Visiblement, Steve Kerr retrouvera une certaine forme de pression sur ses épaules la saison prochaine et il en est bien conscient. Une semaine après l’annonce de sa re-signature chez les Warriors, il est apparu en conférence de presse pour évoquer ce qui l’a notamment poussé à rempiler.
« Si j’étais fatigué et au bout du rouleau, je ne le ferais pas », a-t-il déjà tenu à clarifier. « Ma femme m’a dit : ‘Tu vas peut-être re-coacher un jour, mais tu ne coacheras plus jamais les Warriors’. Ça a été très important pour moi, car j’adore cette équipe, ces joueurs, et ça m’a marqué. Je ne pouvais pas m’imaginer quitter les Warriors. »
« Enchanté » d’être de retour à Golden State, même s’il se voyait parti « à 95% » à la veille du « play-in », Steve Kerr ne voudra pas vivre ses 13e et 14e saisons sur le banc « juste pour les vivre ». Car après avoir manqué les playoffs à deux reprises sur les trois dernières années, il envisage de se montrer intransigeant en 2026/27.
« Je sais que je dois être meilleur et que je n’ai pas réalisé une grande saison en tant que coach. Nous avons été un peu trop relâchés et je dois resserrer la vis », prévient l’homme aux neuf titres NBA.

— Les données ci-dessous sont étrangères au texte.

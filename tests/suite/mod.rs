mod launch;
mod ledger;
mod reconcile;
//! deepfreeze CLI - binary entry point.
//!
//! ```text
//! main() -> Cli::parse() -> Services::connect(config) -> commands::run()
//! ```
//!
//! Every command exits non-zero when the operation was rejected or failed.

mod commands;

use anyhow::Result;
use clap::{Parser, Subcommand};
use std::{
    fs::{self, OpenOptions},
    path::PathBuf,
    process::ExitCode,
    sync::Mutex,
};
use tracing_subscriber::{EnvFilter, fmt, prelude::*};

use deepfreeze_config::DeepfreezeConfig;
use deepfreeze_types::UnitId;

fn init_tracing() {
    let env_filter = EnvFilter::try_from_default_env()
        .or_else(|_| EnvFilter::try_new("info"))
        .unwrap_or_else(|_| EnvFilter::new("warn"));

    let (log_file, init_warnings) = open_log_file();

    if let Some((log_path, file)) = log_file {
        tracing_subscriber::registry()
            .with(fmt::layer().with_ansi(false).with_writer(Mutex::new(file)))
            .with(env_filter)
            .init();

        tracing::info!(path = %log_path.display(), "Logging initialized");
        for warning in init_warnings {
            tracing::warn!("{warning}");
        }
        return;
    }

    // No writable log file: stderr keeps stdout clean for command output.
    tracing_subscriber::registry()
        .with(fmt::layer().with_writer(std::io::stderr))
        .with(env_filter)
        .init();
    for warning in init_warnings {
        tracing::warn!("{warning}");
    }
}

fn open_log_file() -> (Option<(PathBuf, std::fs::File)>, Vec<String>) {
    let mut warnings = Vec::new();

    for candidate in log_file_candidates() {
        if let Some(parent) = candidate.parent()
            && let Err(e) = fs::create_dir_all(parent)
        {
            warnings.push(format!(
                "Failed to create log dir {}: {e}",
                parent.display()
            ));
            continue;
        }

        match OpenOptions::new()
            .create(true)
            .append(true)
            .open(&candidate)
        {
            Ok(file) => return (Some((candidate, file)), warnings),
            Err(e) => {
                warnings.push(format!(
                    "Failed to open log file {}: {e}",
                    candidate.display()
                ));
            }
        }
    }

    (None, warnings)
}

fn log_file_candidates() -> Vec<PathBuf> {
    let mut candidates = Vec::new();

    // Primary: ~/.deepfreeze/logs/deepfreeze.log
    if let Some(config_path) = DeepfreezeConfig::path()
        && let Some(config_dir) = config_path.parent()
    {
        candidates.push(config_dir.join("logs").join("deepfreeze.log"));
    }

    // Fallback: ./.deepfreeze/logs/deepfreeze.log
    candidates.push(PathBuf::from(".deepfreeze").join("logs").join("deepfreeze.log"));

    candidates
}

#[derive(Debug, Parser)]
#[command(name = "deepfreeze")]
#[command(about = "Suspend, resume, enforce and launch application units on a device")]
struct Cli {
    #[command(subcommand)]
    command: Command,
}

#[derive(Debug, Clone, PartialEq, Eq, Subcommand)]
enum Command {
    /// Capability and ledger summary
    Status,
    /// List suspended units
    List,
    /// Suspend or resume a unit
    Toggle {
        #[arg(value_parser = parse_unit)]
        unit: UnitId,
    },
    /// Resume every suspended unit
    UnfreezeAll,
    /// Drop ledger entries for uninstalled units
    Prune,
    /// Enforce suspensions until Ctrl-C
    Monitor,
    /// Start a unit through the strategy chain
    Launch {
        #[arg(value_parser = parse_unit)]
        unit: UnitId,
    },
    /// Explain why a unit does not launch
    Troubleshoot {
        #[arg(value_parser = parse_unit)]
        unit: UnitId,
        /// Also try the alternative launch paths
        #[arg(long)]
        attempt: bool,
    },
}

fn parse_unit(raw: &str) -> Result<UnitId, String> {
    UnitId::new(raw).map_err(|e| e.to_string())
}

#[tokio::main]
async fn main() -> Result<ExitCode> {
    // Usage errors exit with status 2, help and version with 0.
    let cli = Cli::try_parse().unwrap_or_else(|e| e.exit());

    init_tracing();

    let config = DeepfreezeConfig::load().ok().flatten().unwrap_or_default();
    let services = commands::Services::connect(&config).await?;
    let succeeded = commands::run(&services, cli.command).await?;

    Ok(if succeeded {
        ExitCode::SUCCESS
    } else {
        ExitCode::FAILURE
    })
}
//! Crash-safe replacement of small state files.
//!
//! The new contents go to a temp file in the destination directory, which is
//! then renamed over the target. Where rename-over-existing fails the old file
//! is moved to `<name>.bak` first and restored if the second rename fails, so
//! a reader always finds either the old or the new contents.

use std::fs;
use std::io::{self, Write};
use std::path::Path;

use tempfile::NamedTempFile;
use tracing::{debug, warn};

#[derive(Debug, Clone, Copy, PartialEq, Eq)]
pub struct WriteOptions {
    /// `fsync` the temp file before renaming it into place.
    pub sync_file: bool,
    /// Create missing parent directories.
    pub create_parents: bool,
    /// Unix mode for the persisted file; `None` keeps the umask default.
    pub mode: Option<u32>,
}

impl Default for WriteOptions {
    fn default() -> Self {
        Self {
            sync_file: true,
            create_parents: true,
            mode: Some(0o600),
        }
    }
}

/// Restore `path` from `path.bak` when a previous replacement was interrupted
/// between moving the old file aside and renaming the new one in.
///
/// Returns whether a backup was restored.
pub fn recover_bak_file(path: &Path) -> bool {
    let backup = path.with_extension("bak");
    if path.exists() || !backup.exists() {
        return false;
    }
    match fs::rename(&backup, path) {
        Ok(()) => {
            warn!(path = %path.display(), "Restored state file from interrupted write");
            true
        }
        Err(e) => {
            warn!(path = %path.display(), "Failed to restore .bak file: {e}");
            false
        }
    }
}

pub fn atomic_write(path: impl AsRef<Path>, bytes: &[u8]) -> io::Result<()> {
    atomic_write_with_options(path, bytes, WriteOptions::default())
}

pub fn atomic_write_with_options(
    path: impl AsRef<Path>,
    bytes: &[u8],
    options: WriteOptions,
) -> io::Result<()> {
    let path = path.as_ref();
    let parent = match path.parent() {
        Some(p) if !p.as_os_str().is_empty() => p,
        _ => Path::new("."),
    };
    if options.create_parents {
        fs::create_dir_all(parent)?;
    }

    let mut tmp = NamedTempFile::new_in(parent)?;
    tmp.write_all(bytes)?;
    if options.sync_file {
        tmp.as_file().sync_all()?;
    }

    if let Err(err) = tmp.persist(path) {
        if !path.exists() {
            return Err(err.error);
        }
        let backup = path.with_extension("bak");
        let _ = fs::remove_file(&backup);
        fs::rename(path, &backup)?;
        if let Err(second) = err.file.persist(path) {
            let _ = fs::rename(&backup, path);
            return Err(second.error);
        }
        if let Err(e) = fs::remove_file(&backup) {
            debug!(path = %backup.display(), "Failed to remove .bak after write: {e}");
        }
    }

    #[cfg(unix)]
    if let Some(mode) = options.mode {
        use std::os::unix::fs::PermissionsExt;
        fs::set_permissions(path, fs::Permissions::from_mode(mode))?;
    }

    Ok(())
}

Pour Steve Kerr, l’idée de quitter Stephen Curry et Draymond Green, ainsi que la « famille Warriors », était difficile à concevoir. Il souhaite potentiellement les diriger jusqu’à la fin de leurs carrières respectives, mais pour ne pas les gâcher, il faudra changer certaines choses.
« Nous avons besoin de fraîcheur, c’est évident », a-t-il conclu, laissant donc entendre que la franchise californienne cherchera principalement à rajeunir son effectif durant l’intersaison.